## Your assignment
Please return the lines below verbatim, beginning at the one that has "paths.sort();" and stopping after the one that has "across all groups.", and add no other lines.

####################

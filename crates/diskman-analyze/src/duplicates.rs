//! Duplicate file detection using content hashing.
//!
//! 1. Collect files from an already-scanned tree and group them by size
//! 2. Optionally drop candidates whose head and tail differ
//! 3. Compute the full BLAKE3 hash of every remaining candidate
//!
//! Only byte-identical files end up in the same group; sizes are compared
//! before any file is opened.

use std::collections::HashMap;
use std::fs::File;
use std::io::{Read, Seek, SeekFrom};
use std::path::{Path, PathBuf};

use blake3::Hasher;
use derive_builder::Builder;
use rayon::prelude::*;
use serde::{Deserialize, Serialize};
use tracing::{debug, warn};

use diskman_core::{ContentHash, Entry};

/// Files above this size are hashed with blake3's multi-threaded mmap path.
const PARALLEL_HASH_THRESHOLD: u64 = 128 * 1024;

/// Configuration for duplicate detection.
#[derive(Debug, Clone, Builder)]
#[builder(setter(into))]
pub struct DuplicateConfig {
    /// Minimum file size to consider. The default skips empty files.
    #[builder(default = "1")]
    pub min_size: u64,

    /// Maximum file size to consider.
    #[builder(default = "u64::MAX")]
    pub max_size: u64,

    /// Compare head and tail bytes before computing full hashes.
    #[builder(default = "false")]
    pub quick_compare: bool,

    /// Number of bytes for partial hash from start of file.
    #[builder(default = "4096")]
    pub partial_hash_head: usize,

    /// Number of bytes for partial hash from end of file.
    #[builder(default = "4096")]
    pub partial_hash_tail: usize,

    /// Substrings of paths to leave out.
    #[builder(default)]
    pub exclude_patterns: Vec<String>,

    /// Maximum number of groups to return (0 = unlimited).
    #[builder(default = "0")]
    pub max_groups: usize,
}

impl Default for DuplicateConfig {
    fn default() -> Self {
        Self {
            min_size: 1,
            max_size: u64::MAX,
            quick_compare: false,
            partial_hash_head: 4096,
            partial_hash_tail: 4096,
            exclude_patterns: Vec::new(),
            max_groups: 0,
        }
    }
}

impl DuplicateConfig {
    /// Create a new config builder.
    pub fn builder() -> DuplicateConfigBuilder {
        DuplicateConfigBuilder::default()
    }
}

/// A group of files with identical content.
#[derive(Debug, Clone, Serialize, Deserialize)]
pub struct DuplicateGroup {
    /// Content hash shared by all files in this group.
    pub hash: ContentHash,

    /// Size of each file in bytes.
    pub size: u64,

    /// Paths of the identical files, sorted.
    pub paths: Vec<PathBuf>,

    /// Wasted space: size * (count - 1).
    pub wasted_bytes: u64,
}

impl DuplicateGroup {
    fn new(hash: ContentHash, size: u64, mut paths: Vec<PathBuf>) -> Self {
        paths.sort();
        let wasted_bytes = size * (paths.len() as u64 - 1);
        Self {
            hash,
            size,
            paths,
            wasted_bytes,
        }
    }

    /// Get the number of duplicate files.
    pub fn count(&self) -> usize {
        self.paths.len()
    }

    /// Files that could go if one copy is kept.
    pub fn deletable_count(&self) -> usize {
        self.paths.len().saturating_sub(1)
    }
}

/// Results from duplicate analysis.
#[derive(Debug, Clone, Default, Serialize, Deserialize)]
pub struct DuplicateReport {
    /// Groups, largest waste first.
    pub groups: Vec<DuplicateGroup>,

    /// Total size of all duplicate files.
    pub total_duplicate_size: u64,

    /// Total wasted space (could be reclaimed).
    pub total_wasted_space: u64,

    /// Files that passed the size filters.
    pub files_analyzed: u64,

    /// Files that could not be opened while hashing.
    pub files_skipped: u64,

    /// Number of files that have duplicates.
    pub files_with_duplicates: u64,

    /// Number of groups.
    pub group_count: usize,
}

impl DuplicateReport {
    /// Check if any duplicates were found.
    pub fn has_duplicates(&self) -> bool {
        !self.groups.is_empty()
    }

    /// Get total number of duplicate files across all groups.
    pub fn total_duplicate_files(&self) -> usize {
        self.groups.iter().map(|g| g.paths.len()).sum()
    }
}

/// Duplicate file finder.
pub struct DuplicateFinder {
    config: DuplicateConfig,
}

impl DuplicateFinder {
    /// Create a new duplicate finder with default config.
    pub fn new() -> Self {
        Self {
            config: DuplicateConfig::default(),
        }
    }

    /// Create a new duplicate finder with custom config.
    pub fn with_config(config: DuplicateConfig) -> Self {
        Self { config }
    }

    /// Find duplicates among the files below `root`.
    ///
    /// Files are read from disk for hashing; files that vanished or became
    /// unreadable since the scan are skipped.
    pub fn find_duplicates(&self, root: &Entry) -> DuplicateReport {
        let files = self.collect_files(root);
        let files_analyzed = files.len() as u64;

        let size_groups = group_by_size(files);
        debug!(
            candidates = size_groups.values().map(Vec::len).sum::<usize>(),
            sizes = size_groups.len(),
            "hashing duplicate candidates"
        );

        let results: Vec<(Vec<DuplicateGroup>, u64)> = size_groups
            .into_par_iter()
            .map(|(size, paths)| {
                if self.config.quick_compare {
                    self.find_in_size_group_partial(size, paths)
                } else {
                    self.find_in_size_group_full(size, paths)
                }
            })
            .collect();

        let files_skipped: u64 = results.iter().map(|(_, skipped)| skipped).sum();
        let mut groups: Vec<DuplicateGroup> =
            results.into_iter().flat_map(|(groups, _)| groups).collect();

        groups.sort_by(|a, b| {
            b.wasted_bytes
                .cmp(&a.wasted_bytes)
                .then(b.size.cmp(&a.size))
                .then_with(|| a.paths.first().cmp(&b.paths.first()))
        });

        if self.config.max_groups > 0 && groups.len() > self.config.max_groups {
            groups.truncate(self.config.max_groups);
        }

        let total_duplicate_size: u64 = groups.iter().map(|g| g.size * g.paths.len() as u64).sum();
        let total_wasted_space: u64 = groups.iter().map(|g| g.wasted_bytes).sum();
        let files_with_duplicates: u64 = groups.iter().map(|g| g.paths.len() as u64).sum();
        let group_count = groups.len();

        DuplicateReport {
            groups,
            total_duplicate_size,
            total_wasted_space,
            files_analyzed,
            files_skipped,
            files_with_duplicates,
            group_count,
        }
    }

    /// Regular, readable files inside the size bounds.
    fn collect_files(&self, root: &Entry) -> Vec<(PathBuf, u64)> {
        std::iter::once(root)
            .chain(root.descendants())
            .filter(|e| e.is_file() && !e.has_error())
            .filter(|e| e.size >= self.config.min_size && e.size <= self.config.max_size)
            .filter(|e| {
                let path = e.path.to_string_lossy();
                !self
                    .config
                    .exclude_patterns
                    .iter()
                    .any(|p| path.contains(p.as_str()))
            })
            .map(|e| (e.path.clone(), e.size))
            .collect()
    }

    /// Narrow a size group by partial hash, then confirm with full hashes.
    fn find_in_size_group_partial(&self, size: u64, paths: Vec<PathBuf>) -> (Vec<DuplicateGroup>, u64) {
        let partial: Vec<(PathBuf, Option<[u8; 32]>)> = paths
            .into_par_iter()
            .map(|path| {
                let hash = self.compute_partial_hash(&path);
                (path, hash)
            })
            .collect();

        let mut skipped = 0;
        let mut buckets: HashMap<[u8; 32], Vec<PathBuf>> = HashMap::new();
        for (path, hash) in partial {
            match hash {
                Some(h) => buckets.entry(h).or_default().push(path),
                None => skipped += 1,
            }
        }

        let mut groups = Vec::new();
        for candidates in buckets.into_values().filter(|c| c.len() > 1) {
            let (found, missed) = self.find_in_size_group_full(size, candidates);
            groups.extend(found);
            skipped += missed;
        }
        (groups, skipped)
    }

    /// Group a size group by full content hash.
    fn find_in_size_group_full(&self, size: u64, paths: Vec<PathBuf>) -> (Vec<DuplicateGroup>, u64) {
        let hashes: Vec<(PathBuf, Option<ContentHash>)> = paths
            .into_par_iter()
            .map(|path| {
                let hash = compute_full_hash(&path, size);
                (path, hash)
            })
            .collect();

        let mut skipped = 0;
        let mut by_hash: HashMap<ContentHash, Vec<PathBuf>> = HashMap::new();
        for (path, hash) in hashes {
            match hash {
                Some(h) => by_hash.entry(h).or_default().push(path),
                None => skipped += 1,
            }
        }

        let groups = by_hash
            .into_iter()
            .filter(|(_, paths)| paths.len() > 1)
            .map(|(hash, paths)| DuplicateGroup::new(hash, size, paths))
            .collect();
        (groups, skipped)
    }

    /// Hash of the first and last bytes of a file plus its length.
    fn compute_partial_hash(&self, path: &Path) -> Option<[u8; 32]> {
        let mut file = open_for_hashing(path)?;
        let file_size = file.metadata().ok()?.len();

        let mut hasher = Hasher::new();

        let head_size = (self.config.partial_hash_head as u64).min(file_size);
        let mut head_buf = vec![0u8; head_size as usize];
        file.read_exact(&mut head_buf).ok()?;
        hasher.update(&head_buf);

        if file_size > head_size {
            let tail_size = (self.config.partial_hash_tail as u64).min(file_size - head_size);
            if tail_size > 0 {
                file.seek(SeekFrom::End(-(tail_size as i64))).ok()?;
                let mut tail_buf = vec![0u8; tail_size as usize];
                file.read_exact(&mut tail_buf).ok()?;
                hasher.update(&tail_buf);
            }
        }

        hasher.update(&file_size.to_le_bytes());
        Some(*hasher.finalize().as_bytes())
    }
}

impl Default for DuplicateFinder {
    fn default() -> Self {
        Self::new()
    }
}

fn group_by_size(files: Vec<(PathBuf, u64)>) -> HashMap<u64, Vec<PathBuf>> {
    let mut groups: HashMap<u64, Vec<PathBuf>> = HashMap::new();
    for (path, size) in files {
        groups.entry(size).or_default().push(path);
    }
    groups.retain(|_, v| v.len() > 1);
    groups
}

fn open_for_hashing(path: &Path) -> Option<File> {
    match File::open(path) {
        Ok(file) => Some(file),
        Err(err) => {
            warn!(path = %path.display(), error = %err, "skipping unreadable file");
            None
        }
    }
}

/// Full BLAKE3 hash of a file, memory-mapped where blake3 decides it pays off.
fn compute_full_hash(path: &Path, size: u64) -> Option<ContentHash> {
    let mut hasher = Hasher::new();
    let result = if size > PARALLEL_HASH_THRESHOLD {
        hasher.update_mmap_rayon(path).map(|_| ())
    } else {
        hasher.update_mmap(path).map(|_| ())
    };

    match result {
        Ok(_) => Some(ContentHash::new(*hasher.finalize().as_bytes())),
        Err(err) => {
            warn!(path = %path.display(), error = %err, "skipping unreadable file");
            None
        }
    }
}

####################

## Task result
        paths.sort();
        let wasted_bytes = size * (paths.len() as u64 - 1);
        Self {
            hash,
            size,
            paths,
            wasted_bytes,
        }
    }

    /// Get the number of duplicate files.
    pub fn count(&self) -> usize {
        self.paths.len()
    }

    /// Files that could go if one copy is kept.
    pub fn deletable_count(&self) -> usize {
        self.paths.len().saturating_sub(1)
    }
}

/// Results from duplicate analysis.
#[derive(Debug, Clone, Default, Serialize, Deserialize)]
pub struct DuplicateReport {
    /// Groups, largest waste first.
    pub groups: Vec<DuplicateGroup>,

    /// Total size of all duplicate files.
    pub total_duplicate_size: u64,

    /// Total wasted space (could be reclaimed).
    pub total_wasted_space: u64,

    /// Files that passed the size filters.
    pub files_analyzed: u64,

    /// Files that could not be opened while hashing.
    pub files_skipped: u64,

    /// Number of files that have duplicates.
    pub files_with_duplicates: u64,

    /// Number of groups.
    pub group_count: usize,
}

impl DuplicateReport {
    /// Check if any duplicates were found.
    pub fn has_duplicates(&self) -> bool {
        !self.groups.is_empty()
    }

    /// Get total number of duplicate files across all groups.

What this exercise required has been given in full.